Problem statement: The records that follow must all be duplicated exactly.
______
pub mod conflict_detector;
pub mod coordinator;
pub mod decision_cache;
pub mod executor;
pub mod metrics;
pub mod profit_evaluator;
pub mod symbol_queue;
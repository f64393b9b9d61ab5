use clap::{CommandFactory, Parser, Subcommand};
use clap_complete::{generate, Shell};
use std::io;
use tracing_subscriber::{layer::SubscriberExt, util::SubscriberInitExt, EnvFilter};

mod cli;
mod client;
mod core;
mod daemon;
mod providers;
mod server;

#[derive(Parser)]
#[command(name = "wayfarer")]
#[command(author, version, about = "Live flight status and inbox sync engine for travel itineraries")]
struct Cli {
    #[command(subcommand)]
    command: Commands,
}

#[derive(Subcommand)]
enum Commands {
    /// Start the client-side polling daemon
    Daemon,

    /// Start the server-side fan-out scheduler
    Fanout,

    /// Show live flight status for your trips
    Status {
        /// Output as JSON
        #[arg(long)]
        json: bool,

        /// Filter by trip id or name
        #[arg(long)]
        trip: Option<String>,
    },

    /// Refresh one trip's flight statuses now
    Refresh {
        /// Trip id to refresh
        trip: String,
    },

    /// Scan the connected inbox for new trips
    Sync {
        /// Account to sync
        account: String,
    },

    /// Generate shell completions
    Completions {
        /// Shell to generate completions for
        #[arg(value_enum)]
        shell: Shell,
    },
}

fn init_logging() {
    let filter = EnvFilter::try_from_default_env().unwrap_or_else(|_| EnvFilter::new("info"));

    tracing_subscriber::registry()
        .with(filter)
        .with(tracing_subscriber::fmt::layer())
        .init();
}

#[tokio::main]
async fn main() -> anyhow::Result<()> {
    let cli = Cli::parse();

    match cli.command {
        Commands::Daemon => {
            init_logging();
            daemon::run().await
        }
        Commands::Fanout => {
            init_logging();
            server::run().await
        }
        Commands::Status { json, trip } => {
            init_logging();
            cli::status::run(json, trip).await
        }
        Commands::Refresh { trip } => {
            init_logging();
            cli::refresh::run(trip).await
        }
        Commands::Sync { account } => {
            init_logging();
            cli::sync::run(account).await
        }
        Commands::Completions { shell } => {
            let mut cmd = Cli::command();
            let name = cmd.get_name().to_string();
            generate(shell, &mut cmd, name, &mut io::stdout());
            Ok(())
        }
    }
}
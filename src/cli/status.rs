use crate::core::models::{AggregateScope, FreshnessRecord, Trip};
use crate::core::settings::Settings;
use crate::core::store::TripStore;
use crate::providers::{HttpStatusAggregator, StatusAggregator};
use anyhow::Result;
use chrono::{DateTime, Utc};
use serde::Serialize;
use std::collections::HashMap;

#[derive(Serialize)]
struct StatusOutput {
    trips: HashMap<String, TripStatus>,
    #[serde(with = "chrono::serde::ts_seconds")]
    fetched_at: DateTime<Utc>,
}

#[derive(Serialize)]
struct TripStatus {
    name: String,
    flights: HashMap<String, FlightLine>,
    #[serde(skip_serializing_if = "Option::is_none")]
    error: Option<String>,
}

#[derive(Serialize)]
struct FlightLine {
    status: String,
    #[serde(skip_serializing_if = "Option::is_none")]
    departure_gate: Option<String>,
    #[serde(skip_serializing_if = "Option::is_none")]
    arrival_gate: Option<String>,
    checked: String,
}

pub async fn run(json: bool, trip_filter: Option<String>) -> Result<()> {
    let settings = Settings::load()?;

    let store = TripStore::new();
    store.seed_from_file(settings.data.itinerary_path()).await;

    let trips = select_trips(&store, trip_filter.as_deref()).await?;
    let aggregator = HttpStatusAggregator::new(settings.server.base_url.clone());

    let mut results: HashMap<String, TripStatus> = HashMap::new();
    for trip in trips {
        let status = fetch_trip_status(&store, &aggregator, &trip).await;
        results.insert(trip.id.to_string(), status);
    }

    if json {
        let output = StatusOutput {
            trips: results,
            fetched_at: Utc::now(),
        };
        println!("{}", serde_json::to_string_pretty(&output)?);
    } else {
        print_text_output(&results);
    }

    Ok(())
}

async fn select_trips(store: &TripStore, filter: Option<&str>) -> Result<Vec<Trip>> {
    let mut trips = store.trips().await;

    if let Some(filter) = filter {
        trips.retain(|t| t.id.as_str() == filter || t.name.eq_ignore_ascii_case(filter));
        if trips.is_empty() {
            anyhow::bail!("No trip matches '{}'", filter);
        }
    } else if trips.is_empty() {
        anyhow::bail!("No trips in the itinerary snapshot. Is the snapshot path configured?");
    }

    trips.sort_by(|a, b| a.name.cmp(&b.name));
    Ok(trips)
}

async fn fetch_trip_status(
    store: &TripStore,
    aggregator: &HttpStatusAggregator,
    trip: &Trip,
) -> TripStatus {
    // Any failure (rate limit included) still shows the cached records,
    // with the message next to them.
    let error = match aggregator
        .aggregate_status(&trip.owner, AggregateScope::Trip(trip.id.clone()))
        .await
    {
        Ok(response) => {
            store.merge_batch(&response.per_entity).await;
            None
        }
        Err(e) => Some(e.user_message()),
    };

    let flights = store
        .statuses_for_trip(&trip.id)
        .await
        .into_iter()
        .map(|(id, record)| (id.to_string(), to_line(&record)))
        .collect();

    TripStatus {
        name: trip.name.clone(),
        flights,
        error,
    }
}

fn to_line(record: &FreshnessRecord) -> FlightLine {
    FlightLine {
        status: record.status.label().to_string(),
        departure_gate: record.departure_gate.clone(),
        arrival_gate: record.arrival_gate.clone(),
        checked: format_age(record.checked_at),
    }
}

fn format_age(checked_at: DateTime<Utc>) -> String {
    let age = Utc::now().signed_duration_since(checked_at);

    if age.num_seconds() < 60 {
        return "just now".to_string();
    }

    let total_minutes = age.num_minutes();
    let hours = total_minutes / 60;
    let minutes = total_minutes % 60;

    if hours > 0 {
        format!("{}h {:02}m ago", hours, minutes)
    } else {
        format!("{}m ago", minutes)
    }
}

fn print_text_output(results: &HashMap<String, TripStatus>) {
    for (i, (trip_id, status)) in results.iter().enumerate() {
        if i > 0 {
            println!();
        }

        println!("{} ({})", status.name, trip_id);

        if let Some(error) = &status.error {
            println!("  {}", error);
        }

        if status.flights.is_empty() {
            println!("  No live status yet");
            continue;
        }

        for (flight_id, line) in &status.flights {
            let gate = line
                .departure_gate
                .as_ref()
                .map(|g| format!(" gate {}", g))
                .unwrap_or_default();
            println!(
                "  {:<12} {:<10}{} (checked {})",
                flight_id, line.status, gate, line.checked
            );
        }
    }
}

#[cfg(test)]
mod tests {
    use super::*;
    use chrono::Duration as ChronoDuration;

    #[test]
    fn test_format_age() {
        let now = Utc::now();
        assert_eq!(format_age(now), "just now");
        assert_eq!(format_age(now - ChronoDuration::minutes(5)), "5m ago");
        assert_eq!(
            format_age(now - ChronoDuration::minutes(125)),
            "2h 05m ago"
        );
    }
}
______
Reply:
pub mod conflict_detector;
pub mod coordinator;
pub mod decision_cache;
pub mod executor;
pub mod metrics;
pub mod profit_evaluator;
pub mod symbol_queue;
repository f64393b9b9d61ab5
use clap::{CommandFactory, Parser, Subcommand};
use clap_complete::{generate, Shell};
use std::io;
use tracing_subscriber::{layer::SubscriberExt, util::SubscriberInitExt, EnvFilter};

mod cli;
mod client;
mod core;
mod daemon;
mod providers;
mod server;

#[derive(Parser)]
#[command(name = "wayfarer")]
#[command(author, version, about = "Live flight status and inbox sync engine for travel itineraries")]
struct Cli {
    #[command(subcommand)]
    command: Commands,
}

#[derive(Subcommand)]
enum Commands {
    /// Start the client-side polling daemon
    Daemon,

    /// Start the server-side fan-out scheduler
    Fanout,

    /// Show live flight status for your trips
    Status {
        /// Output as JSON
        #[arg(long)]
        json: bool,

        /// Filter by trip id or name
        #[arg(long)]
        trip: Option<String>,
    },

    /// Refresh one trip's flight statuses now
    Refresh {
        /// Trip id to refresh
        trip: String,
    },

    /// Scan the connected inbox for new trips
    Sync {
        /// Account to sync
        account: String,
    },

    /// Generate shell completions
    Completions {
        /// Shell to generate completions for
        #[arg(value_enum)]
        shell: Shell,
    },
}

fn init_logging() {
    let filter = EnvFilter::try_from_default_env().unwrap_or_else(|_| EnvFilter::new("info"));

    tracing_subscriber::registry()
        .with(filter)
        .with(tracing_subscriber::fmt::layer())
        .init();
}

#[tokio::main]
async fn main() -> anyhow::Result<()> {
    let cli = Cli::parse();

    match cli.command {
        Commands::Daemon => {
            init_logging();
            daemon::run().await
        }
        Commands::Fanout => {
            init_logging();
            server::run().await
        }
        Commands::Status { json, trip } => {
            init_logging();
            cli::status::run(json, trip).await
        }
        Commands::Refresh { trip } => {
            init_logging();
            cli::refresh::run(trip).await
        }
        Commands::Sync { account } => {
            init_logging();
            cli::sync::run(account).await
        }
        Commands::Completions { shell } => {
            let mut cmd = Cli::command();
            let name = cmd.get_name().to_string();
            generate(shell, &mut cmd, name, &mut io::stdout());
            Ok(())
        }
    }
}
filename src/cli/status.rs
use crate::core::models::{AggregateScope, FreshnessRecord, Trip};
use crate::core::settings::Settings;
use crate::core::store::TripStore;
use crate::providers::{HttpStatusAggregator, StatusAggregator};
use anyhow::Result;
use chrono::{DateTime, Utc};
use serde::Serialize;
use std::collections::HashMap;

#[derive(Serialize)]
struct StatusOutput {
    trips: HashMap<String, TripStatus>,
    #[serde(with = "chrono::serde::ts_seconds")]
    fetched_at: DateTime<Utc>,
}

#[derive(Serialize)]
struct TripStatus {
    name: String,
    flights: HashMap<String, FlightLine>,
    #[serde(skip_serializing_if = "Option::is_none")]
    error: Option<String>,
}

#[derive(Serialize)]
struct FlightLine {
    status: String,
    #[serde(skip_serializing_if = "Option::is_none")]
    departure_gate: Option<String>,
    #[serde(skip_serializing_if = "Option::is_none")]
    arrival_gate: Option<String>,
    checked: String,
}

pub async fn run(json: bool, trip_filter: Option<String>) -> Result<()> {
    let settings = Settings::load()?;

    let store = TripStore::new();
    store.seed_from_file(settings.data.itinerary_path()).await;

    let trips = select_trips(&store, trip_filter.as_deref()).await?;
    let aggregator = HttpStatusAggregator::new(settings.server.base_url.clone());

    let mut results: HashMap<String, TripStatus> = HashMap::new();
    for trip in trips {
        let status = fetch_trip_status(&store, &aggregator, &trip).await;
        results.insert(trip.id.to_string(), status);
    }

    if json {
        let output = StatusOutput {
            trips: results,
            fetched_at: Utc::now(),
        };
        println!("{}", serde_json::to_string_pretty(&output)?);
    } else {
        print_text_output(&results);
    }

    Ok(())
}

async fn select_trips(store: &TripStore, filter: Option<&str>) -> Result<Vec<Trip>> {
    let mut trips = store.trips().await;

    if let Some(filter) = filter {
        trips.retain(|t| t.id.as_str() == filter || t.name.eq_ignore_ascii_case(filter));
        if trips.is_empty() {
            anyhow::bail!("No trip matches '{}'", filter);
        }
    } else if trips.is_empty() {
        anyhow::bail!("No trips in the itinerary snapshot. Is the snapshot path configured?");
    }

    trips.sort_by(|a, b| a.name.cmp(&b.name));
    Ok(trips)
}

async fn fetch_trip_status(
    store: &TripStore,
    aggregator: &HttpStatusAggregator,
    trip: &Trip,
) -> TripStatus {
    // Any failure (rate limit included) still shows the cached records,
    // with the message next to them.
    let error = match aggregator
        .aggregate_status(&trip.owner, AggregateScope::Trip(trip.id.clone()))
        .await
    {
        Ok(response) => {
            store.merge_batch(&response.per_entity).await;
            None
        }
        Err(e) => Some(e.user_message()),
    };

    let flights = store
        .statuses_for_trip(&trip.id)
        .await
        .into_iter()
        .map(|(id, record)| (id.to_string(), to_line(&record)))
        .collect();

    TripStatus {
        name: trip.name.clone(),
        flights,
        error,
    }
}

fn to_line(record: &FreshnessRecord) -> FlightLine {
    FlightLine {
        status: record.status.label().to_string(),
        departure_gate: record.departure_gate.clone(),
        arrival_gate: record.arrival_gate.clone(),
        checked: format_age(record.checked_at),
    }
}

fn format_age(checked_at: DateTime<Utc>) -> String {
    let age = Utc::now().signed_duration_since(checked_at);

    if age.num_seconds() < 60 {
        return "just now".to_string();
    }

    let total_minutes = age.num_minutes();
    let hours = total_minutes / 60;
    let minutes = total_minutes % 60;

    if hours > 0 {
        format!("{}h {:02}m ago", hours, minutes)
    } else {
        format!("{}m ago", minutes)
    }
}

fn print_text_output(results: &HashMap<String, TripStatus>) {
    for (i, (trip_id, status)) in results.iter().enumerate() {
        if i > 0 {
            println!();
        }

        println!("{} ({})", status.name, trip_id);

        if let Some(error) = &status.error {
            println!("  {}", error);
        }

        if status.flights.is_empty() {
            println!("  No live status yet");
            continue;
        }

        for (flight_id, line) in &status.flights {
            let gate = line
                .departure_gate
                .as_ref()
                .map(|g| format!(" gate {}", g))
                .unwrap_or_default();
            println!(
                "  {:<12} {:<10}{} (checked {})",
                flight_id, line.status, gate, line.checked
            );
        }
    }
}

#[cfg(test)]
mod tests {
    use super::*;
    use chrono::Duration as ChronoDuration;

    #[test]
    fn test_format_age() {
        let now = Utc::now();
        assert_eq!(format_age(now), "just now");
        assert_eq!(format_age(now - ChronoDuration::minutes(5)), "5m ago");
        assert_eq!(
            format_age(now - ChronoDuration::minutes(125)),
            "2h 05m ago"
        );
    }
}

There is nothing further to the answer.